Migrations on large tables in Rails


Hey there.

Today we’ll discuss migrations and related problems on a large tables.

Let’s start from easy thing - just add column for a table with 10 million rows.

Task 1:

Add two columns to the products table with default values.

class AddFieldsToProducts < ActiveRecord::Migration
  def change
    add_column :products, :shipped, :boolean, default: false
    add_column :products, :cancelled, :boolean, default: false
  end
end

In this case your migration takes hours, and the products table will be locked.

Solution 1:

What you should do? Postgres can create null columns super fast even on a very big tables.

We can split our migration to the two tasks:

  • Creating the columns
  • Populating the default value

You can do the last step in background for example with Sidekiq or any other background job, or for example do a batch updates.

Cool. Let’s move forward.

Task 2:

Let’s change column type in a huge table.

Solution 2:

Instead, add a new column with a new name/type - you can add new column, update your code to use new one, and when you’ve completed your upgrades, you can DROP the column. Another integersting thing - with ActiveRecord you cou can hide the old column from your code like this:

class Product < ActiveRecord::Base
  # TODO: You should remove this after completing migration
  def self.columns
    super.reject { |c| c.name == 'status' }
  end
end

Task 3:

Removing a column

Solution 3:

In this case - instead of dropping column, your first step should be telling ActiveRecord to stop writing to this column and modify your code to not use it.
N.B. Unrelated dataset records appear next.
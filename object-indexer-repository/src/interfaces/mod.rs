//! Interface definitions for the search engine client.
//!
//! The `SearchEngineClient` trait allows the dispatcher to be tested against
//! an in-memory client and run in production against the HTTP one.

mod search_engine_client;

pub use search_engine_client::SearchEngineClient;
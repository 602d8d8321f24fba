//! Object Indexer Main Entry Point
//!
//! Consumes storage events from an AMQP queue and mirrors the described
//! objects into the search engine.

use dotenv::dotenv;
use object_indexer::{Dependencies, IndexingError};
use std::env;
use tracing::{error, info};
use tracing_subscriber::{layer::SubscriberExt, util::SubscriberInitExt, EnvFilter};

const DEFAULT_FILTER: &str = "object_indexer=info,object_indexer_repository=info";
const DEBUG_FILTER: &str = "object_indexer=debug,object_indexer_repository=debug";

/// Initialize tracing/logging.
fn init_tracing() {
    let debug = env::var("DEBUG")
        .map(|v| v.eq_ignore_ascii_case("true"))
        .unwrap_or(false);

    let filter = EnvFilter::try_from_default_env().unwrap_or_else(|_| {
        EnvFilter::new(if debug { DEBUG_FILTER } else { DEFAULT_FILTER })
    });

    let json = env::var("LOG_FORMAT")
        .map(|v| v.eq_ignore_ascii_case("json"))
        .unwrap_or(false);

    if json {
        tracing_subscriber::registry()
            .with(filter)
            .with(
                tracing_subscriber::fmt::layer()
                    .json()
                    .with_target(true)
                    .with_thread_ids(true),
            )
            .init();

        info!(
            service_name = "object-indexer",
            service_version = env!("CARGO_PKG_VERSION"),
            "Tracing initialized with JSON format"
        );
    } else {
        tracing_subscriber::registry()
            .with(filter)
            .with(tracing_subscriber::fmt::layer().with_target(true).pretty())
            .init();

        info!(
            service_name = "object-indexer",
            service_version = env!("CARGO_PKG_VERSION"),
            "Tracing initialized with console output"
        );
    }
}

#[tokio::main]
async fn main() -> Result<(), IndexingError> {
    dotenv().ok();

    init_tracing();

    info!("Starting object indexer");

    let mut deps = match Dependencies::new().await {
        Ok(deps) => {
            info!("Dependencies initialized successfully");
            deps
        }
        Err(e) => {
            error!(error = %e, "Failed to initialize dependencies");
            return Err(e);
        }
    };

    match deps.orchestrator.run().await {
        Ok(()) => {
            info!("Object indexer stopped");
            Ok(())
        }
        Err(e) => {
            error!(error = %e, "Object indexer failed");
            Err(e.into())
        }
    }
}
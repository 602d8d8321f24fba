//! Configuration types for the search engine client.

use std::time::Duration;

/// Default request timeout for search engine calls.
pub const DEFAULT_REQUEST_TIMEOUT: Duration = Duration::from_secs(30);

/// OAuth2 client credentials used to obtain bearer tokens.
#[derive(Debug, Clone)]
pub struct OAuthCredentials {
    /// Token endpoint accepting the `client_credentials` grant.
    pub token_endpoint: String,
    /// OAuth client id.
    pub client_id: String,
    /// OAuth client secret.
    pub client_secret: String,
}

impl OAuthCredentials {
    /// Create a new set of client credentials.
    pub fn new(
        token_endpoint: impl Into<String>,
        client_id: impl Into<String>,
        client_secret: impl Into<String>,
    ) -> Self {
        Self {
            token_endpoint: token_endpoint.into(),
            client_id: client_id.into(),
            client_secret: client_secret.into(),
        }
    }
}

/// Configuration for `OAuthSearchClient`.
#[derive(Debug, Clone)]
pub struct SearchClientConfig {
    /// Timeout applied to each search engine and token request.
    pub timeout: Duration,
    /// Client credentials. When `None`, requests are sent unauthenticated.
    pub oauth: Option<OAuthCredentials>,
}

impl Default for SearchClientConfig {
    fn default() -> Self {
        Self {
            timeout: DEFAULT_REQUEST_TIMEOUT,
            oauth: None,
        }
    }
}

impl SearchClientConfig {
    /// Create a config that authenticates with the given credentials.
    pub fn with_oauth(credentials: OAuthCredentials) -> Self {
        Self {
            oauth: Some(credentials),
            ..Default::default()
        }
    }

    /// Override the request timeout.
    pub fn timeout(mut self, timeout: Duration) -> Self {
        self.timeout = timeout;
        self
    }
}
//! Controller-level errors.

use crate::identity::PeerId;
use crate::packet::DecodeError;
use thiserror::Error;
use xdag_crypto::CryptoError;

/// Errors raised while handling or sending discovery packets
#[derive(Debug, Error)]
pub enum DiscoveryError {
    /// Datagram failed to decode
    #[error("decode error: {0}")]
    Decode(#[from] DecodeError),

    /// Packet expiration is in the past
    #[error("packet expired at {expiration} (now {now})")]
    Expired {
        /// Expiration carried by the packet (ms epoch)
        expiration: u64,
        /// Local time (ms epoch)
        now: u64,
    },

    /// Sender is blacklisted
    #[error("peer {0:?} is blacklisted")]
    Blacklisted(PeerId),

    /// Signing an outgoing packet failed
    #[error("crypto error: {0}")]
    Crypto(#[from] CryptoError),

    /// Socket error
    #[error("I/O error: {0}")]
    Io(#[from] std::io::Error),

    /// Outgoing datagram could not be handed to the socket
    #[error("send failed: {0}")]
    Send(String),
}

/// Result alias for discovery operations
pub type Result<T> = std::result::Result<T, DiscoveryError>;
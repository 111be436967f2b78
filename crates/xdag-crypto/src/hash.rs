//! Keccak-256 hashing.
//!
//! Discovery packets are integrity-checked with Keccak-256 (the original
//! Keccak padding, not NIST SHA3-256), and peer identities are placed in the
//! routing table by their Keccak-256 digest.

use sha3::{Digest, Keccak256};

/// Keccak-256 hash output (32 bytes).
pub type HashOutput = [u8; 32];

/// Compute the Keccak-256 hash of input data.
#[must_use]
pub fn keccak256(data: &[u8]) -> HashOutput {
    Keccak256::digest(data).into()
}

/// Incremental Keccak-256 hasher for multi-part input.
#[derive(Clone, Default)]
pub struct Keccak256Hasher {
    inner: Keccak256,
}

impl Keccak256Hasher {
    /// Create a new hasher.
    #[must_use]
    pub fn new() -> Self {
        Self {
            inner: Keccak256::new(),
        }
    }

    /// Update with more data.
    pub fn update(&mut self, data: &[u8]) -> &mut Self {
        self.inner.update(data);
        self
    }

    /// Finalize and return the hash.
    #[must_use]
    pub fn finalize(self) -> HashOutput {
        self.inner.finalize().into()
    }
}

#[cfg(test)]
mod tests {
    use super::*;

    #[test]
    fn test_keccak256_empty() {
        // Well-known Keccak-256 digest of the empty string
        assert_eq!(
            hex::encode(keccak256(b"")),
            "c5d2460186f7233c927e7db2dcc703c0e500b653ca82273b7bfad8045d85a470"
        );
    }

    #[test]
    fn test_keccak256_is_not_sha3() {
        // SHA3-256("") starts with a7ffc6f8; Keccak-256 must differ
        assert!(!hex::encode(keccak256(b"")).starts_with("a7ffc6f8"));
    }

    #[test]
    fn test_incremental_matches_oneshot() {
        let mut hasher = Keccak256Hasher::new();
        hasher.update(b"hello ").update(b"world");
        assert_eq!(hasher.finalize(), keccak256(b"hello world"));
    }

    #[test]
    fn test_different_inputs() {
        assert_ne!(keccak256(b"a"), keccak256(b"b"));
    }
}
Let’s take a look into an example:

class Products < ActiveRecord::Base
  def self.columns
    super.reject { |column| column.name == "status" }
  end
end

After deploying modified code, you can simple remove column as usual:

class RemoveStatusFromUsers < ActiveRecord::Migration
  def change
    remove_column :users, :status, :string
  end
end

Task 4:

Renaming a column

Solution 4:

To rename a column in Rails and ActiveRecord we need to do 3 deployments.
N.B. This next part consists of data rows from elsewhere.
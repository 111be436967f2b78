//! Kademlia k-bucket.

use super::peer::DiscoveryPeer;
use crate::identity::PeerId;
use parking_lot::Mutex;
use std::sync::Arc;
use thiserror::Error;

/// Default bucket capacity.
pub const DEFAULT_BUCKET_SIZE: usize = 16;

/// Bucket contract violations
#[derive(Debug, Error, Clone, PartialEq, Eq)]
pub enum BucketError {
    /// `add` was called for a peer already in the bucket
    #[error("peer {0:?} is already in the bucket")]
    DuplicatePeer(PeerId),
}

/// Fixed-capacity bucket ordered most-recently-used first.
///
/// A full bucket never replaces an entry on its own. [`RoutingBucket::add`]
/// hands back the least-recently-used entry instead; the caller must check
/// that it is unreachable, [`RoutingBucket::evict`] it, and add again.
///
/// All operations take the bucket's lock, so calls on one bucket are totally
/// ordered.
#[derive(Debug)]
pub struct RoutingBucket {
    capacity: usize,
    entries: Mutex<Vec<Arc<DiscoveryPeer>>>,
}

impl RoutingBucket {
    /// Empty bucket holding at most `capacity` peers, and at least one.
    #[must_use]
    pub fn new(capacity: usize) -> Self {
        let capacity = capacity.max(1);
        Self {
            capacity,
            entries: Mutex::new(Vec::with_capacity(capacity)),
        }
    }

    /// Maximum number of entries.
    #[must_use]
    pub const fn capacity(&self) -> usize {
        self.capacity
    }

    /// Look up `id`; on a hit, move it to the front.
    pub fn get_and_touch(&self, id: &PeerId) -> Option<Arc<DiscoveryPeer>> {
        let mut entries = self.entries.lock();
        let index = entries.iter().position(|p| p.id() == id)?;
        let peer = entries.remove(index);
        entries.insert(0, peer.clone());
        Some(peer)
    }

    /// Insert `peer` at the front.
    ///
    /// Returns `Ok(None)` when inserted, or `Ok(Some(lru))` without inserting
    /// when the bucket is full.
    ///
    /// # Errors
    ///
    /// Returns [`BucketError::DuplicatePeer`] if the peer is already present.
    pub fn add(
        &self,
        peer: Arc<DiscoveryPeer>,
    ) -> Result<Option<Arc<DiscoveryPeer>>, BucketError> {
        let mut entries = self.entries.lock();
        if entries.iter().any(|p| p.id() == peer.id()) {
            return Err(BucketError::DuplicatePeer(*peer.id()));
        }
        if entries.len() >= self.capacity {
            return Ok(entries.last().cloned());
        }
        entries.insert(0, peer);
        Ok(None)
    }

    /// Remove `id`; returns whether it was present.
    pub fn evict(&self, id: &PeerId) -> bool {
        let mut entries = self.entries.lock();
        match entries.iter().position(|p| p.id() == id) {
            Some(index) => {
                entries.remove(index);
                true
            }
            None => false,
        }
    }

    /// Snapshot of the entries, most recently used first.
    #[must_use]
    pub fn peers(&self) -> Vec<Arc<DiscoveryPeer>> {
        self.entries.lock().clone()
    }

    /// True if `id` is present, without touching it.
    #[must_use]
    pub fn contains(&self, id: &PeerId) -> bool {
        self.entries.lock().iter().any(|p| p.id() == id)
    }

    /// Number of entries.
    #[must_use]
    pub fn len(&self) -> usize {
        self.entries.lock().len()
    }

    /// True if the bucket holds no entries.
    #[must_use]
    pub fn is_empty(&self) -> bool {
        self.entries.lock().is_empty()
    }

    /// True if `add` would return an eviction candidate.
    #[must_use]
    pub fn is_full(&self) -> bool {
        self.entries.lock().len() >= self.capacity
    }
}

impl Default for RoutingBucket {
    fn default() -> Self {
        Self::new(DEFAULT_BUCKET_SIZE)
    }
}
As an example, let’s imagine we have a status column on our products table which we would like to rename to current_status.

You can start from the adding new column and tell ActiveRecord to write to both the old and the new columns, but keep reading from the old column.

Let’s add a column first:

class AddCurrentStatusToProducts < ActiveRecord::Migration
  def change
    add_column :products, :current_status, :datetime
  end
end

Let’s tell AR to set and read from new column:

class Product < ActiveRecord::Base
  def current_status=(value)
    self[:status] = value
    self[:current_status] = value
  end

  def current_status
    self[:current_status]
  end
end

Ok, let’s deploy your changes, and wait a little to sync all columns (btw you can use some background worker to populate data). After deploying you can use your new column.

class SyncColumnsInProducts < ActiveRecord::Migration
  def up
    execute "UPDATE products SET current_status = status;"
  end

  def down
  end
end

Let’s use new column name:

class Product < ActiveRecord::Base
  def self.columns
    super.reject { |column| column.name == "status" }
  end
end

After deploing this change, you can simple remove column:

class RemoveStatusFromProducts < ActiveRecord::Migration
  def change
    remove_column :products, :status
  end
end

Bonus tip

If some parts of your application use heavy and slow queries, good choice here to use read-only replica of your main DB.

You can just setup it and route all your necessary queries into it. It can help you to avoid additional timeouts and perfomance problems on main DB.